(THE PROBLEM):
Set down, please, without alteration, the lines of the entries below from the first through the one containing "service; this server".

(Dataset entries)

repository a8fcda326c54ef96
use actix_web::{post, web, HttpRequest, HttpResponse};
use validator::Validate;

use crate::{
    app_state::AppState,
    auth::AuthenticatedUser,
    errors::AppError,
    middleware::get_request_id,
    models::dto::{
        request::{AskTutorRequest, GenerateQuestionsRequest},
        response::TutorResponse,
    },
};

#[post("/generateQuestions")]
async fn generate_questions(
    state: web::Data<AppState>,
    request: web::Json<GenerateQuestionsRequest>,
    auth: AuthenticatedUser,
    req: HttpRequest,
) -> Result<HttpResponse, AppError> {
    let request = request.into_inner();
    log::info!(
        "[{}] {} requested questions for {} topic(s)",
        get_request_id(&req).unwrap_or_default(),
        auth.0.sub,
        request.topics.len()
    );

    let batch = state
        .question_service
        .provide_questions(&request.topics)
        .await?;
    Ok(HttpResponse::Ok().json(batch))
}

#[post("/getResponse")]
async fn get_response(
    state: web::Data<AppState>,
    request: web::Json<AskTutorRequest>,
    _auth: AuthenticatedUser,
) -> Result<HttpResponse, AppError> {
    let request = request.into_inner();
    request.validate()?;

    let answer = state.tutor_service.answer(&request.question).await?;
    Ok(HttpResponse::Ok().json(TutorResponse::new(answer, "Got Response")))
}
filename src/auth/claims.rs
use serde::{Deserialize, Serialize};

/// Access token claims. Tokens are issued by the account service; this server
/// only needs to know who is asking.
#[derive(Debug, Clone, PartialEq, Eq, Serialize, Deserialize)]
pub struct Claims {
    pub sub: String, // Subject (user id)
    #[serde(default)]
    pub email: String,
    pub exp: usize, // Expiration time (as UTC timestamp)
    pub iat: usize, // Issued at (as UTC timestamp)
}
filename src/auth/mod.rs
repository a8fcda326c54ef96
pub mod claims;
pub mod jwt;
pub mod middleware;
pub mod utils;

pub use claims::Claims;
pub use jwt::JwtService;
pub use middleware::{AuthMiddleware, AuthenticatedUser};
pub use utils::extract_claims_from_context;
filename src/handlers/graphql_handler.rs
use actix_web::web;
use async_graphql_actix_web::{GraphQLRequest, GraphQLResponse};

use crate::{auth::AuthenticatedUser, graphql::Schema};

/// Runs a GraphQL request with the caller's claims in the resolver context.
pub async fn graphql(
    schema: web::Data<Schema>,
    auth: AuthenticatedUser,
    request: GraphQLRequest,
) -> GraphQLResponse {
    schema.execute(request.into_inner().data(auth.0)).await.into()
}
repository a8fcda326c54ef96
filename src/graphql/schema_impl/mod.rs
pub mod mutations;
pub mod queries;

use async_graphql::{EmptySubscription, Schema as GraphQLSchema};

use crate::app_state::AppState;

pub use mutations::MutationRoot;
pub use queries::QueryRoot;

pub type Schema = GraphQLSchema<QueryRoot, MutationRoot, EmptySubscription>;

pub fn create_schema(app_state: AppState) -> Schema {
    GraphQLSchema::build(QueryRoot, MutationRoot, EmptySubscription)
        .data(app_state)
        .finish()
}
//! `logmonitor rotate|flush|clean|stop`: maintenance commands.

use anyhow::{Context, Result};
use clap::Args;

use vigil_core::LogMonitorConfig;
use vigil_logmon::paths::MAIN_LOG;
use vigil_logmon::{
    request_clean, request_flush, request_rotate, request_stop, LogError, LogMonitor,
};

#[derive(Args, Debug)]
pub struct RotateArgs {
    #[arg(short = 'n', long, default_value = MAIN_LOG)]
    pub name: String,
}

impl RotateArgs {
    pub fn run(self, config: &LogMonitorConfig) -> Result<()> {
        match request_rotate(&config.dir, &self.name) {
            Ok(()) => {}
            Err(LogError::DaemonNotRunning { .. }) => {
                let monitor = LogMonitor::open(config)?;
                monitor.rotate(&self.name)?;
                monitor.close_all();
            }
            Err(err) => return Err(err).context("failed to rotate log"),
        }
        println!("rotated {}", self.name);
        Ok(())
    }
}

pub fn flush(config: &LogMonitorConfig) -> Result<()> {
    match request_flush(&config.dir) {
        Ok(()) => println!("flushed"),
        // Nothing is buffered without a daemon.
        Err(LogError::DaemonNotRunning { .. }) => println!("log monitor is not running"),
        Err(err) => return Err(err).context("failed to flush logs"),
    }
    Ok(())
}

pub fn clean(config: &LogMonitorConfig) -> Result<()> {
    let removed = match request_clean(&config.dir) {
        Ok(removed) => removed,
        Err(LogError::DaemonNotRunning { .. }) => LogMonitor::open(config)?.clean()?,
        Err(err) => return Err(err).context("failed to clean logs"),
    };
    println!("removed {removed} log files");
    Ok(())
}

pub fn stop(config: &LogMonitorConfig) -> Result<()> {
    match request_stop(&config.dir) {
        Ok(()) => println!("log monitor stop requested"),
        Err(LogError::DaemonNotRunning { .. }) => println!("log monitor is not running"),
        Err(err) => return Err(err).context("failed to stop log monitor"),
    }
    Ok(())
}
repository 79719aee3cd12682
//! Vigil core library: domain types, line formats and configuration.
//!
//! - [`types`]: log levels and entries, watch targets and events
//! - [`config`]: YAML configuration for both helpers
//! - [`error`]: [`ConfigError`]

pub mod config;
pub mod error;
pub mod types;

pub use config::{Config, DrainPolicy, LogMonitorConfig, SourceMode, WatcherConfig};
pub use error::ConfigError;
pub use types::{
    parse_notification, EventKind, Interest, LogEntry, LogLevel, WatchEvent, WatchTarget,
    DEFAULT_TAG, MAX_MESSAGE_BYTES,
};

(RESPONSE BELOW):
repository a8fcda326c54ef96
use actix_web::{post, web, HttpRequest, HttpResponse};
use validator::Validate;

use crate::{
    app_state::AppState,
    auth::AuthenticatedUser,
    errors::AppError,
    middleware::get_request_id,
    models::dto::{
        request::{AskTutorRequest, GenerateQuestionsRequest},
        response::TutorResponse,
    },
};

#[post("/generateQuestions")]
async fn generate_questions(
    state: web::Data<AppState>,
    request: web::Json<GenerateQuestionsRequest>,
    auth: AuthenticatedUser,
    req: HttpRequest,
) -> Result<HttpResponse, AppError> {
    let request = request.into_inner();
    log::info!(
        "[{}] {} requested questions for {} topic(s)",
        get_request_id(&req).unwrap_or_default(),
        auth.0.sub,
        request.topics.len()
    );

    let batch = state
        .question_service
        .provide_questions(&request.topics)
        .await?;
    Ok(HttpResponse::Ok().json(batch))
}

#[post("/getResponse")]
async fn get_response(
    state: web::Data<AppState>,
    request: web::Json<AskTutorRequest>,
    _auth: AuthenticatedUser,
) -> Result<HttpResponse, AppError> {
    let request = request.into_inner();
    request.validate()?;

    let answer = state.tutor_service.answer(&request.question).await?;
    Ok(HttpResponse::Ok().json(TutorResponse::new(answer, "Got Response")))
}
filename src/auth/claims.rs
use serde::{Deserialize, Serialize};

/// Access token claims. Tokens are issued by the account service; this server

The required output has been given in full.